#### REQUIRED ACTION:
Every line below that holds the string "async" must be copied.

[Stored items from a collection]
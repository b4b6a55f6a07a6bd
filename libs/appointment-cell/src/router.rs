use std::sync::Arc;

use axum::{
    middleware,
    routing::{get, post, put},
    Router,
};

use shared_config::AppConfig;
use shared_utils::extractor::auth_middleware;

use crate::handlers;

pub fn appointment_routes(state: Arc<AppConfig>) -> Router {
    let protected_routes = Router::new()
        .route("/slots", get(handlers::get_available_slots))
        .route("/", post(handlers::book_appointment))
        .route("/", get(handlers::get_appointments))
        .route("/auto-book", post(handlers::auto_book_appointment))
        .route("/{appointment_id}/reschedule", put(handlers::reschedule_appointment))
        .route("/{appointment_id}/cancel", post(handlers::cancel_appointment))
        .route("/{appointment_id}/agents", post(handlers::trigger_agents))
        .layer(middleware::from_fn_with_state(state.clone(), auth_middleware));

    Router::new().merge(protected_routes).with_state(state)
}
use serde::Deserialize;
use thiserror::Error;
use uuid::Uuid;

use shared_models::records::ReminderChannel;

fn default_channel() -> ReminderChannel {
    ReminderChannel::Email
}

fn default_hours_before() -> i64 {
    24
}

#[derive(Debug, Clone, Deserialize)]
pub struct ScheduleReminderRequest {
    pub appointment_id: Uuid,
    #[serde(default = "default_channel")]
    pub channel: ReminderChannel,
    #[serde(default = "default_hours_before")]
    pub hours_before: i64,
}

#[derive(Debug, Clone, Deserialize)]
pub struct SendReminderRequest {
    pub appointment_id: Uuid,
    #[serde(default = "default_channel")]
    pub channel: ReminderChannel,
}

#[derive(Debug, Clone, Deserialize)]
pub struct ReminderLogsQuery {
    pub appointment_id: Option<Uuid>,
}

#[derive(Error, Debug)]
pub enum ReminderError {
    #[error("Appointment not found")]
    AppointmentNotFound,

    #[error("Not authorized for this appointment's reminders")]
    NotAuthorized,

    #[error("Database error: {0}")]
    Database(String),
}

--

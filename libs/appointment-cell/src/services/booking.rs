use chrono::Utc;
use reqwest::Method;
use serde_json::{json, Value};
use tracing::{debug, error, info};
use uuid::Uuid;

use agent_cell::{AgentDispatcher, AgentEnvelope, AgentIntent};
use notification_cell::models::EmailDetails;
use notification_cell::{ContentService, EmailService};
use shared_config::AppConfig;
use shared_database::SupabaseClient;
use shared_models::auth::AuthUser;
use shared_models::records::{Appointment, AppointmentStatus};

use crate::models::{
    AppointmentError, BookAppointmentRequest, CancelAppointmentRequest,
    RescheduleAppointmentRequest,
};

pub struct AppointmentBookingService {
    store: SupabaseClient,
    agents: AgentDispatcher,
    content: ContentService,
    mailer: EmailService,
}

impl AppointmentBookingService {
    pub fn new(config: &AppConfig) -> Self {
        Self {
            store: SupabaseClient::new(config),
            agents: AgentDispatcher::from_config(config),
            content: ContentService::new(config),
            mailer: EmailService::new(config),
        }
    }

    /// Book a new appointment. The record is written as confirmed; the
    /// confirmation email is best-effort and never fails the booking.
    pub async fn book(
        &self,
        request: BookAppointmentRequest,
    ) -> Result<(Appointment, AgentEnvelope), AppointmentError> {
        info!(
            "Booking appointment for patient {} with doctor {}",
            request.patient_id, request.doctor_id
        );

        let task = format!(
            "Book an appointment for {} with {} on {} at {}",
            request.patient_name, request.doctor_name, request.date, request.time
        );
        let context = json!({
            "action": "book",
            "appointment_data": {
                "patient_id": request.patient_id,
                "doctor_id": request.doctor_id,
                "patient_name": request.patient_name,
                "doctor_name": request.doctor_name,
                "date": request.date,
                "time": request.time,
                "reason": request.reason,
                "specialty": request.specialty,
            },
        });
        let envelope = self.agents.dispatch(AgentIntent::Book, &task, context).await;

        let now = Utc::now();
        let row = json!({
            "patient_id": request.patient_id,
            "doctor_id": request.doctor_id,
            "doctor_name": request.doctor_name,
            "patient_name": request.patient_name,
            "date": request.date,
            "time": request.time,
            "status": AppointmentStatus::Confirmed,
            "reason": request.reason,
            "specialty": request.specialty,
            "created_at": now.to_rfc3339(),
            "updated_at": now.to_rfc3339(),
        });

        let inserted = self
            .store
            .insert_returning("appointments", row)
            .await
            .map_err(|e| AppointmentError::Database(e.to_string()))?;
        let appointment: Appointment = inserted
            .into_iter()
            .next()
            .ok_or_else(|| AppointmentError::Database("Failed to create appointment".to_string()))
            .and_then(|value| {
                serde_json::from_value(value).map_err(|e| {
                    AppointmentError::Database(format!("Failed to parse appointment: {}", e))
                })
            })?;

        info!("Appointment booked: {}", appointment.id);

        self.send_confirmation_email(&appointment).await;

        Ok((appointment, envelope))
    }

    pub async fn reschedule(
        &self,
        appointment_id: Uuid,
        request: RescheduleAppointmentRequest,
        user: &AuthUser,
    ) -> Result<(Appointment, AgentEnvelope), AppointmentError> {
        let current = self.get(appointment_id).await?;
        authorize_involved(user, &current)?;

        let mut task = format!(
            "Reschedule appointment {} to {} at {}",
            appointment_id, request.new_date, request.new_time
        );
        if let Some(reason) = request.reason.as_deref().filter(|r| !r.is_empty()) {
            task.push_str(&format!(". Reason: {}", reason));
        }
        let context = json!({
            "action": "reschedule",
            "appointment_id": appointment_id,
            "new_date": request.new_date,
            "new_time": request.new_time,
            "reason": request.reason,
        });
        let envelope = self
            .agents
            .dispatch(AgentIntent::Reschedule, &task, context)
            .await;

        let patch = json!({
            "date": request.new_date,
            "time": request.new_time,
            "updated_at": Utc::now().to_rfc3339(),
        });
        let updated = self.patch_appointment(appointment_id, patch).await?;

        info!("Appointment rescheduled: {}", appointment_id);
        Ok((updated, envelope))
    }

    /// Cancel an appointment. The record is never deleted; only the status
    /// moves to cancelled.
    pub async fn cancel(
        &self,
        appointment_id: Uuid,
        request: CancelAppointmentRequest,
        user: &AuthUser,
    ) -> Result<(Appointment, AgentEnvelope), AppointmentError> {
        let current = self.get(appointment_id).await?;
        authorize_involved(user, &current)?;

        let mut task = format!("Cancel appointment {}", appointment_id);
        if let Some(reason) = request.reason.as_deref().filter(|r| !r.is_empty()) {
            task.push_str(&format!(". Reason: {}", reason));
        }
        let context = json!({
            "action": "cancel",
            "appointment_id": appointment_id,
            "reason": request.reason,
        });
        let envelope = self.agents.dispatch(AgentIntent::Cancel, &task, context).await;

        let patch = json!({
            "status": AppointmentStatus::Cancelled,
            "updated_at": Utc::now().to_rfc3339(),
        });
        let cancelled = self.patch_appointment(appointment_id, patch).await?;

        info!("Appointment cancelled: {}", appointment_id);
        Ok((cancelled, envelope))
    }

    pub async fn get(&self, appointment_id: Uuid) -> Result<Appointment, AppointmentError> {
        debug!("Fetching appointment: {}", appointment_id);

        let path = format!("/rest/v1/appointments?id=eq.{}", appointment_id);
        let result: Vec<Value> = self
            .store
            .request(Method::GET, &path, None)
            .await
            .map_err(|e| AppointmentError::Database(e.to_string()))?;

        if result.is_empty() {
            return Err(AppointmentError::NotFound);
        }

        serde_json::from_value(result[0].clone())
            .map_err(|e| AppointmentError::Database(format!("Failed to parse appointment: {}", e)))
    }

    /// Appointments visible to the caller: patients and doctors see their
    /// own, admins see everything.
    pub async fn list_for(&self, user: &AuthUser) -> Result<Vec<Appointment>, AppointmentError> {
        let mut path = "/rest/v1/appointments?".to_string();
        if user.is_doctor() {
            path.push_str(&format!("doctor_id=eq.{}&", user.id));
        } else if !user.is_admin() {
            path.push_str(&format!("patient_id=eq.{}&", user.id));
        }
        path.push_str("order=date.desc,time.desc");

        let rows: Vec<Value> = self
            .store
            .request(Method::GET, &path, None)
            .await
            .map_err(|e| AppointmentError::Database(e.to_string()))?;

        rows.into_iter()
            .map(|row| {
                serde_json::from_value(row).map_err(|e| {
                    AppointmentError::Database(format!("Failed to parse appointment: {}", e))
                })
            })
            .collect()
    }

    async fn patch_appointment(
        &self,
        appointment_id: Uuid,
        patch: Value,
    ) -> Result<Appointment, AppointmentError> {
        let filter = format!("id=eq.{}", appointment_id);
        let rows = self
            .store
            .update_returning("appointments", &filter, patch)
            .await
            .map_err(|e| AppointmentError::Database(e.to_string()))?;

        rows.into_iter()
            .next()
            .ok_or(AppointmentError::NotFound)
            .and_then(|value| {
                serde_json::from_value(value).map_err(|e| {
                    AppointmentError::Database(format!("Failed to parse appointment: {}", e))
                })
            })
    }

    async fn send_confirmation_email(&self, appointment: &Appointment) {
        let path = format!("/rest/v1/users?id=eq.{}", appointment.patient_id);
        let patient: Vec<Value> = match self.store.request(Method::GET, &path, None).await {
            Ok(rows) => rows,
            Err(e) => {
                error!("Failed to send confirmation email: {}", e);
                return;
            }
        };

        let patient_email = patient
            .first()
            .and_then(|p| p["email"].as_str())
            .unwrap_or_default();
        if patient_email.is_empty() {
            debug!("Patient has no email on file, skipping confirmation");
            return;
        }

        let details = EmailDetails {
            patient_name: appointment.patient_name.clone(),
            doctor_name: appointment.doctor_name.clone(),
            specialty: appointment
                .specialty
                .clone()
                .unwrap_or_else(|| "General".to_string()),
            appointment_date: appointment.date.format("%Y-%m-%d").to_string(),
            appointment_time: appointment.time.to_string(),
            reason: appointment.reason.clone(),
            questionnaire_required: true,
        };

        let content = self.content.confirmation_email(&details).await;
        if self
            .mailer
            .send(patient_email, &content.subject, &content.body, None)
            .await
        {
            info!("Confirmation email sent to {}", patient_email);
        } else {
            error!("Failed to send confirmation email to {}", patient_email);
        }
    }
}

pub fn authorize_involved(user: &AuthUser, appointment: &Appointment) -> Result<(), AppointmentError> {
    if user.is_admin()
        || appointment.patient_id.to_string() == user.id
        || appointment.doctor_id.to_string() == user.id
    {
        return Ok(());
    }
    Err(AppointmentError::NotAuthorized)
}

#### RESPONSE TO THIS TASK:
    pub async fn book(
    pub async fn reschedule(
    pub async fn cancel(
    pub async fn get(&self, appointment_id: Uuid) -> Result<Appointment, AppointmentError> {
    pub async fn list_for(&self, user: &AuthUser) -> Result<Vec<Appointment>, AppointmentError> {
    async fn patch_appointment(
    async fn send_confirmation_email(&self, appointment: &Appointment) {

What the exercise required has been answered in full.